Pascal’s Tears

Robert Fraser

Published by Cranthorpe Millner 22 October 2018

Paperback, £7.99

Reviewed by Zoë Fairbairns


For a while I didn’t even want to read this book, let alone review it.

I felt too close to it. The author Robert Fraser is a friend and neighbour of mine, as was his wife Catherine. She died in January 2014, from cardiac arrest and resultant brain damage. Three months later, my own partner John Petherbridge died of bowel cancer. How, I wondered, could I write a review of Pascal’s Tears – which is Robert Fraser’s account of Catherine’s dying and his own caring and grieving – without it turning into a sort of palliative-care version of #MeToo?
But now that I’ve read the book, I realize that Catherine’s death and John’s could hardly have been more dissimilar. Five years passed between John’s diagnosis and his dying. During most of that time, he was able (in between operations, chemo and other often-onerous treatments) to live a relatively normal life. I never had any reason to doubt that he was aware of his situation and able to make his own choices.

Catherine Fraser’s illness, by contrast, lasted six months. She was comatose almost from the start, and unable to communicate. Much of Robert’s book is written in the second person, addressed to her as someone who might or might not be able to hear and understand what he is saying. A person who, if she could communicate, might or might not respond in the ways he imagines for her, or make the choices that he – in consultation with their 26-year-old son, other relatives, and their medical team – made for her.

The book’s title refers to the seventeenth-century French philosopher Blaise Pascal, whose response to the question of whether or not a god exists was to take a gamble and assume that it does – not because there is strong evidence either way, but because the consequences of getting it wrong (i.e. eternal damnation) are so serious. Catherine Fraser’s family and medical team ran up against comparable challenges in the context of her life. Would she want to be kept alive? What does ‘alive’ mean in this context? What does ‘want’ mean? Is she at peace in there, or is she bored, irritated, frightened, in pain? What can be done? What should be done?

And then there were the non-medical issues: which Jane Austen book would she like to hear being read to her today? Is it OK if Robert takes time off from her bedside, in order to pursue his academic interests? And why on earth didn’t he and Catherine sort out power-of-attorney and living wills while they were able to do so?
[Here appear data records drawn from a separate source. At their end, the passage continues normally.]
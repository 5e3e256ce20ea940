// src/looper/basic_loop.rs
// Loop state machine: mode, position, length, planned transitions and sync

use std::collections::VecDeque;
use std::ops::{BitOr, BitOrAssign};
use std::sync::atomic::{AtomicBool, AtomicI32, AtomicI64, AtomicU8, AtomicU32, Ordering};
use std::sync::{Arc, Weak};

use super::channel::{Channel, LoopChannel, NextMode, ProcessCycle};
use super::LoopMode;
use crate::command_queue::CommandQueue;
use crate::config::{CommandQueueConfig, EngineConfig};
use crate::error::{EngineError, Result};

/// Reasons a loop has to stop processing at some sample.
#[derive(Debug, Clone, Copy, PartialEq, Eq, Hash, Default)]
pub struct PoiFlags(u8);

impl PoiFlags {
    pub const NONE: Self = Self(0);
    /// A trigger planned with `proc_plan_trigger`.
    pub const TRIGGER: Self = Self(1);
    pub const LOOP_END: Self = Self(2);
    /// A channel's bound buffer runs out.
    pub const CHANNEL_POI: Self = Self(4);

    pub fn contains(self, other: Self) -> bool {
        self.0 & other.0 == other.0
    }

    pub fn is_empty(self) -> bool {
        self.0 == 0
    }

    pub fn remove(&mut self, other: Self) {
        self.0 &= !other.0;
    }
}

impl BitOr for PoiFlags {
    type Output = Self;

    fn bitor(self, rhs: Self) -> Self {
        Self(self.0 | rhs.0)
    }
}

impl BitOrAssign for PoiFlags {
    fn bitor_assign(&mut self, rhs: Self) {
        self.0 |= rhs.0;
    }
}

#[derive(Debug, Clone, Copy, PartialEq, Eq)]
pub struct PointOfInterest {
    /// Samples from now.
    pub when: u32,
    pub flags: PoiFlags,
}

/// The earlier of two POIs. Simultaneous POIs merge their flags.
pub fn dominant_poi(a: Option<PointOfInterest>, b: Option<PointOfInterest>) -> Option<PointOfInterest> {
    match (a, b) {
        (Some(a), Some(b)) if a.when == b.when => Some(PointOfInterest {
            when: a.when,
            flags: a.flags | b.flags,
        }),
        (Some(a), Some(b)) => Some(if a.when < b.when { a } else { b }),
        (a, None) => a,
        (None, b) => b,
    }
}

#[derive(Debug, Clone, Copy, PartialEq, Eq)]
struct PlannedTransition {
    mode: LoopMode,
    countdown: i64,
}

/// Loop state readable from any thread. Only the processing thread writes.
#[derive(Debug)]
struct LoopShared {
    mode: AtomicU8,
    position: AtomicU32,
    length: AtomicU32,
    triggering_now: AtomicBool,
    next_planned_mode: AtomicU8,   // LoopMode::Invalid: none
    next_planned_delay: AtomicI32, // -1: none
    next_trigger_eta: AtomicI64,   // -1: unknown
}

impl LoopShared {
    fn new() -> Self {
        Self {
            mode: AtomicU8::new(LoopMode::Stopped as u8),
            position: AtomicU32::new(0),
            length: AtomicU32::new(0),
            triggering_now: AtomicBool::new(false),
            next_planned_mode: AtomicU8::new(LoopMode::Invalid as u8),
            next_planned_delay: AtomicI32::new(-1),
            next_trigger_eta: AtomicI64::new(-1),
        }
    }

    fn mode(&self) -> LoopMode {
        LoopMode::from_u8(self.mode.load(Ordering::Acquire))
    }

    fn position(&self) -> u32 {
        self.position.load(Ordering::Acquire)
    }

    fn length(&self) -> u32 {
        self.length.load(Ordering::Acquire)
    }

    fn is_triggering_now(&self) -> bool {
        self.triggering_now.load(Ordering::Acquire)
    }

    fn next_trigger_eta(&self) -> Option<u32> {
        u32::try_from(self.next_trigger_eta.load(Ordering::Acquire)).ok()
    }

    fn first_planned_transition(&self) -> Option<(LoopMode, u32)> {
        let mode = LoopMode::from_u8(self.next_planned_mode.load(Ordering::Acquire));
        let delay = u32::try_from(self.next_planned_delay.load(Ordering::Acquire)).ok()?;
        (mode != LoopMode::Invalid).then_some((mode, delay))
    }
}

/// A loop: a mode, a position within a length, and the channels that
/// record and play back content along with it.
///
/// Driving contract per cycle: bind channel buffers, `proc_update_poi`,
/// then `proc_process` in steps never longer than `proc_get_next_poi`,
/// each followed by `proc_handle_poi` and `proc_handle_sync`.
/// `process_loops` does this for a set of loops.
pub struct BasicLoop {
    shared: Arc<LoopShared>,
    commands: Arc<CommandQueue<BasicLoop>>,
    next_poi: Option<PointOfInterest>,
    next_trigger_eta: Option<u32>,
    planned_trigger: Option<u32>,
    planned: VecDeque<PlannedTransition>,
    sync_source: Option<Weak<LoopShared>>,
    already_triggered: bool,
    channels: Vec<Channel>,
}
//! Expression syntax tree and its canonical printer

use std::fmt;

#[derive(Debug, Clone, PartialEq)]
pub enum Literal {
    Null,
    Bool(bool),
    Int(i64),
    Double(f64),
    String(String),
}

#[derive(Debug, Clone, Copy, PartialEq, Eq)]
pub enum UnaryOp {
    Not,
    Neg,
}

#[derive(Debug, Clone, Copy, PartialEq, Eq)]
pub enum BinaryOp {
    Or,
    And,
    Eq,
    Ne,
    Lt,
    Le,
    Gt,
    Ge,
    In,
    Add,
    Sub,
    Mul,
    Div,
    Rem,
}

impl BinaryOp {
    pub(crate) fn precedence(self) -> u8 {
        match self {
            BinaryOp::Or => 1,
            BinaryOp::And => 2,
            BinaryOp::Eq
            | BinaryOp::Ne
            | BinaryOp::Lt
            | BinaryOp::Le
            | BinaryOp::Gt
            | BinaryOp::Ge
            | BinaryOp::In => 3,
            BinaryOp::Add | BinaryOp::Sub => 4,
            BinaryOp::Mul | BinaryOp::Div | BinaryOp::Rem => 5,
        }
    }

    pub(crate) fn symbol(self) -> &'static str {
        match self {
            BinaryOp::Or => "||",
            BinaryOp::And => "&&",
            BinaryOp::Eq => "==",
            BinaryOp::Ne => "!=",
            BinaryOp::Lt => "<",
            BinaryOp::Le => "<=",
            BinaryOp::Gt => ">",
            BinaryOp::Ge => ">=",
            BinaryOp::In => "in",
            BinaryOp::Add => "+",
            BinaryOp::Sub => "-",
            BinaryOp::Mul => "*",
            BinaryOp::Div => "/",
            BinaryOp::Rem => "%",
        }
    }
}

const TERNARY_PRECEDENCE: u8 = 0;
const UNARY_PRECEDENCE: u8 = 6;
const POSTFIX_PRECEDENCE: u8 = 7;

#[derive(Debug, Clone, PartialEq)]
pub enum Expr {
    Literal(Literal),
    Ident(String),
    Member(Box<Expr>, String),
    Index(Box<Expr>, Box<Expr>),
    /// Global function (`target` is `None`) or receiver-style method call
    Call {
        target: Option<Box<Expr>>,
        function: String,
        args: Vec<Expr>,
    },
    Unary(UnaryOp, Box<Expr>),
    Binary(Box<Expr>, BinaryOp, Box<Expr>),
    Ternary(Box<Expr>, Box<Expr>, Box<Expr>),
    List(Vec<Expr>),
    Map(Vec<(Expr, Expr)>),
}

impl Expr {
    fn precedence(&self) -> u8 {
        match self {
            Expr::Ternary(..) => TERNARY_PRECEDENCE,
            Expr::Binary(_, op, _) => op.precedence(),
            Expr::Unary(..) => UNARY_PRECEDENCE,
            _ => POSTFIX_PRECEDENCE,
        }
    }

    /// Top-level conjuncts of this expression, left to right
    pub fn conjuncts(&self) -> Vec<&Expr> {
        match self {
            Expr::Binary(left, BinaryOp::And, right) => {
                let mut clauses = left.conjuncts();
                clauses.extend(right.conjuncts());
                clauses
            }
            other => vec![other],
        }
    }

    fn write_operand(&self, f: &mut fmt::Formatter<'_>, min_precedence: u8) -> fmt::Result {
        if self.precedence() < min_precedence {
            write!(f, "({})", self)
        } else {
            write!(f, "{}", self)
        }
    }
}

fn write_quoted(f: &mut fmt::Formatter<'_>, s: &str) -> fmt::Result {
    write!(f, "\"")?;
    for c in s.chars() {
        match c {
            '"' => write!(f, "\\\"")?,
            '\\' => write!(f, "\\\\")?,
            '\n' => write!(f, "\\n")?,
            '\t' => write!(f, "\\t")?,
            '\r' => write!(f, "\\r")?,
            c => write!(f, "{}", c)?,
        }
    }
    write!(f, "\"")
}

fn write_list(f: &mut fmt::Formatter<'_>, items: &[Expr]) -> fmt::Result {
    for (i, item) in items.iter().enumerate() {
        if i > 0 {
            write!(f, ", ")?;
        }
        write!(f, "{}", item)?;
    }
    Ok(())
}

impl fmt::Display for Literal {
    fn fmt(&self, f: &mut fmt::Formatter<'_>) -> fmt::Result {
        match self {
            Literal::Null => write!(f, "null"),
            Literal::Bool(b) => write!(f, "{}", b),
            Literal::Int(i) => write!(f, "{}", i),
            Literal::Double(d) => {
                // Plain notation with a fraction so the output lexes as a double
                let text = d.to_string();
                if text.contains(|c: char| c == '.' || (!c.is_ascii_digit() && c != '-')) {
                    f.write_str(&text)
                } else {
                    write!(f, "{}.0", text)
                }
            }
            Literal::String(s) => write_quoted(f, s),
        }
    }
}

/// Canonical form: single spaces around binary operators, double-quoted
/// strings, parentheses only where precedence requires them.
impl fmt::Display for Expr {
    fn fmt(&self, f: &mut fmt::Formatter<'_>) -> fmt::Result {
        match self {
            Expr::Literal(lit) => write!(f, "{}", lit),
            Expr::Ident(name) => write!(f, "{}", name),
            Expr::Member(target, field) => {
                target.write_operand(f, POSTFIX_PRECEDENCE)?;
                write!(f, ".{}", field)
            }
            Expr::Index(target, index) => {
                target.write_operand(f, POSTFIX_PRECEDENCE)?;
                write!(f, "[{}]", index)
            }
            Expr::Call {
                target,
                function,
                args,
            } => {
                if let Some(target) = target {
                    target.write_operand(f, POSTFIX_PRECEDENCE)?;
                    write!(f, ".")?;
                }
                write!(f, "{}(", function)?;
                write_list(f, args)?;
                write!(f, ")")
            }
            Expr::Unary(op, operand) => {
                write!(
                    f,
                    "{}",
                    match op {
                        UnaryOp::Not => "!",
                        UnaryOp::Neg => "-",
                    }
                )?;
                operand.write_operand(f, UNARY_PRECEDENCE)
            }
            Expr::Binary(left, op, right) => {
                // Left-associative: the right operand needs parens at equal precedence
                left.write_operand(f, op.precedence())?;
                write!(f, " {} ", op.symbol())?;
                right.write_operand(f, op.precedence() + 1)
            }
            Expr::Ternary(cond, then, otherwise) => {
                cond.write_operand(f, TERNARY_PRECEDENCE + 1)?;
                write!(f, " ? ")?;
                then.write_operand(f, TERNARY_PRECEDENCE + 1)?;
                write!(f, " : ")?;
                otherwise.write_operand(f, TERNARY_PRECEDENCE)
            }
            Expr::List(items) => {
                write!(f, "[")?;
                write_list(f, items)?;
                write!(f, "]")
            }
            Expr::Map(entries) => {
                write!(f, "{{")?;
                for (i, (k, v)) in entries.iter().enumerate() {
                    if i > 0 {
                        write!(f, ", ")?;
                    }
                    write!(f, "{}: {}", k, v)?;
                }
                write!(f, "}}")
            }
        }
    }
}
John and I didn’t either. In our case it didn’t matter, though it might have. But I’m not here to give legal advice, and neither is Pascal’s Tears (which is subtitled How not to murder your wife). It is life-writing and death-writing, and as such often vivid, evocative, haunting and disarmingly honest. The book also contains poetry, theology, history, philosophy, and reflections on the NHS. It’s not an easy read, but it’s worth the effort, particularly if you believe that death is something that is one day going to happen to you, and to those you love.